Growth is one of the key concerns of every startup. According to YC founder Paul Graham, startup = growth. Most early stage companies die because they can’t grow further.
There might be many reasons why startups face growth challenge or growth of a particular company slows down, lack of marketing, product-market-fit and so forth but the growth of a company is largely driven by a single factor, at least for a certain period of time.
It is a product that people love.
Brian Chesky, the co-founder and CEO of Airbnb, the second most valuable unicorn home-sharing startup, is considered to be one of the most brilliant minds when it comes to growth and culture. Airbnb has grown significantly over the past few years and valued at US $30 billion in its most recent funding round.
Brian knows a thing or two about growth. In an interview, Checky illustrates his understanding of how growth works.
I always believe that the way you grow is the way that, you know, Walt Disney and Steve Jobs talked about how they grow. You grow when people love your products. And so when they love it, they tell other people.
Then he goes on describe how he takes growth at Airbnb:
I used to tell the company -- in Silicon Valley, everyone's focused on growth.They're focused on the numbers going up. I say we should focus on making sure people have great trips. If everyone comes and they have a great trip, they tell other people about it.
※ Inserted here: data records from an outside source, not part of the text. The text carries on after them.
use crate::distance::edit_distance;
use crate::edge::EdgeIndex;
use crate::graph::Graph;
use crate::node::NodeIndex;

/// Decides where the conversation goes after a user message
pub trait Router: Send + Sync {
    fn next(&self, graph: &Graph, current: NodeIndex, message: &str) -> NextNode;
}

#[derive(Debug, Clone, PartialEq, Eq)]
pub enum NextNode {
    /// Follow this edge to its child
    Edge {
        edge: EdgeIndex,
        keyword: String,
        distance: usize,
    },
    /// Nothing to match against, go back to the root
    Root,
}

/// Fuzzy keyword router:
/// every keyword of every outgoing edge is scored against the whole message
/// by edit distance, and the lowest score wins. Ties go to the edge and
/// keyword loaded first.
#[derive(Debug, Clone, Copy, Default)]
pub struct LevenshteinRouter;

impl Router for LevenshteinRouter {
    fn next(&self, graph: &Graph, current: NodeIndex, message: &str) -> NextNode {
        let mut best: Option<(EdgeIndex, &str, usize)> = None;

        for (index, edge) in graph.outgoing(current) {
            for keyword in edge.keywords() {
                let distance = edit_distance(keyword, message);
                // strict comparison keeps the first minimum
                if best.map_or(true, |(_, _, d)| distance < d) {
                    best = Some((index, keyword.as_str(), distance));
                }
            }
        }

        match best {
            Some((edge, keyword, distance)) => NextNode::Edge {
                edge,
                keyword: keyword.to_string(),
                distance,
            },
            None => NextNode::Root,
        }
    }
}

#[cfg(test)]
mod tests {
    use super::*;
    use crate::builder::load_graph;
    use parley_types::EdgeId;

    fn edge_id(graph: &Graph, next: &NextNode) -> Option<EdgeId> {
        match next {
            NextNode::Edge { edge, .. } => Some(graph.edge(*edge).id()),
            NextNode::Root => None,
        }
    }

    #[test]
    fn test_closest_keyword_wins() {
        let loaded = load_graph(
            "<TYPE:NODE><ID:1>\n\
             <TYPE:NODE><ID:2>\n\
             <TYPE:NODE><ID:3>\n\
             <TYPE:EDGE><ID:1><PARENT:1><CHILD:2><KEYWORD:hi>\n\
             <TYPE:EDGE><ID:2><PARENT:1><CHILD:3><KEYWORD:hello>",
        )
        .unwrap();
        let graph = &loaded.graph;
        let root = graph.root().unwrap();

        let next = LevenshteinRouter.next(graph, root, "helo");
        assert_eq!(edge_id(graph, &next), Some(EdgeId(2)));
        assert!(matches!(next, NextNode::Edge { distance: 1, .. }));
    }

    #[test]
    fn test_ties_go_to_first_loaded_edge() {
        let loaded = load_graph(
            "<TYPE:NODE><ID:1>\n\
             <TYPE:NODE><ID:2>\n\
             <TYPE:NODE><ID:3>\n\
             <TYPE:EDGE><ID:1><PARENT:1><CHILD:2><KEYWORD:cat>\n\
             <TYPE:EDGE><ID:2><PARENT:1><CHILD:3><KEYWORD:bat>",
        )
        .unwrap();
        let graph = &loaded.graph;

        let next = LevenshteinRouter.next(graph, graph.root().unwrap(), "rat");
        assert_eq!(edge_id(graph, &next), Some(EdgeId(1)));
    }

    #[test]
    fn test_best_keyword_of_later_edge_beats_earlier_edge() {
        let loaded = load_graph(
            "<TYPE:NODE><ID:1>\n\
             <TYPE:NODE><ID:2>\n\
             <TYPE:NODE><ID:3>\n\
             <TYPE:EDGE><ID:1><PARENT:1><CHILD:2><KEYWORD:pointer><KEYWORD:reference>\n\
             <TYPE:EDGE><ID:2><PARENT:1><CHILD:3><KEYWORD:stack><KEYWORD:heap>",
        )
        .unwrap();
        let graph = &loaded.graph;

        match LevenshteinRouter.next(graph, graph.root().unwrap(), "HEAP") {
            NextNode::Edge {
                edge,
                keyword,
                distance,
            } => {
                assert_eq!(graph.edge(edge).id(), EdgeId(2));
                assert_eq!(keyword, "heap");
                assert_eq!(distance, 0);
            }
            NextNode::Root => panic!("Expected an edge"),
        }
    }

    #[test]
    fn test_leaf_routes_to_root() {
        let loaded = load_graph(
            "<TYPE:NODE><ID:1>\n\
             <TYPE:NODE><ID:2>\n\
             <TYPE:EDGE><ID:1><PARENT:1><CHILD:2><KEYWORD:go>",
        )
        .unwrap();
        let graph = &loaded.graph;
        let leaf = graph.find_node(parley_types::NodeId(2)).unwrap();

        assert_eq!(LevenshteinRouter.next(graph, leaf, "anything"), NextNode::Root);
    }

    #[test]
    fn test_edges_without_keywords_route_to_root() {
        let loaded = load_graph(
            "<TYPE:NODE><ID:1>\n\
             <TYPE:NODE><ID:2>\n\
             <TYPE:EDGE><ID:1><PARENT:1><CHILD:2>",
        )
        .unwrap();
        let graph = &loaded.graph;

        assert_eq!(
            LevenshteinRouter.next(graph, graph.root().unwrap(), "go"),
            NextNode::Root
        );
    }
}
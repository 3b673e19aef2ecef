use std::io;
use std::path::PathBuf;

use anyhow::Context;
use clap::Parser;
use tracing_subscriber::{layer::SubscriberExt, util::SubscriberInitExt, EnvFilter};

use parley_cli::{
    config::Config,
    repl::{self, Console},
};
use parley_graph::{load_graph_from_file, ConversationEngine, Loaded};

#[derive(Parser)]
#[command(name = "parley")]
#[command(version = env!("CARGO_PKG_VERSION"))]
#[command(about = "Chat with a keyword answer graph from the terminal")]
struct Cli {
    /// Extra configuration file, layered over config/default.toml
    #[arg(long)]
    config: Option<PathBuf>,

    /// Answer-graph file (overrides graph.path)
    #[arg(long)]
    graph: Option<PathBuf>,

    /// Seed for answer selection (overrides engine.seed)
    #[arg(long)]
    seed: Option<u64>,

    /// Print every turn event as JSON on stderr
    #[arg(long)]
    events: bool,
}

fn main() -> anyhow::Result<()> {
    // Load .env file
    dotenvy::dotenv().ok();

    let cli = Cli::parse();

    let mut config = Config::load(cli.config.as_deref())
        .map_err(|e| anyhow::anyhow!("Failed to load configuration: {}", e))?;
    if let Some(graph) = cli.graph {
        config.graph.path = graph;
    }
    if let Some(seed) = cli.seed {
        config.engine.seed = Some(seed);
    }

    init_logging(&config);

    let Loaded { graph, report } = load_graph_from_file(&config.graph.path)
        .with_context(|| format!("Failed to load answer graph {}", config.graph.path.display()))?;
    if !report.is_empty() {
        tracing::warn!("{} lines skipped or flagged while loading", report.len());
    }

    let mut engine = ConversationEngine::new(&graph, config.engine.clone())?;

    let mut console = Console {
        output: io::stdout().lock(),
        events: cli.events.then(io::stderr),
    };
    repl::run(&mut engine, io::stdin().lock(), &mut console)?;

    Ok(())
}

fn init_logging(config: &Config) {
    let env_filter = EnvFilter::try_from_default_env()
        .or_else(|_| EnvFilter::try_new(&config.logging.level))
        .unwrap_or_else(|_| EnvFilter::new("warn"));

    let registry = tracing_subscriber::registry().with(env_filter);

    // logs go to stderr so stdout carries only the conversation
    match config.logging.format.as_str() {
        "json" => {
            registry
                .with(tracing_subscriber::fmt::layer().json().with_writer(io::stderr))
                .init();
        }
        _ => {
            registry
                .with(tracing_subscriber::fmt::layer().pretty().with_writer(io::stderr))
                .init();
        }
    }
}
70 to 80 percent of a growth comes from the word of mouth, and you can actually measure where the mouth. And so worth of mouth is how we grow. And that all happens when having great trips.
Sam Altman of YC wrote a wonderful post a couple months back titled ‘before growth’. In the article, Altman goes on to illustrates how often people get growth wrong. The entire point, in short, is pursuing growth before achieving product-market-fit or before building a product that people love ends up in disaster. Altman wrote:
“A startup that prematurely targets a growth goal often ends up making a nebulous product that some users sort of like and papering over this with ‘growth hacking’. That sort of works—at least, it will fool investors for awhile until they start digging into retention numbers— but eventually, the music stops.
I think the right initial metric is “do any users love our product so much they spontaneously tell other people to use it?” Until that’s a “yes”, founders are generally better off focusing on this instead of a growth target.”
We have seen a couple of companies to die in 2016 and there will be more to join as we go. Bangladesh startup ecosystem is very young and we have a long way to go. But it is important for founders to understand that starting something is the easy part of building a company, the real challenge is staying in the game and win. For that, there is no alternative than building something that people want.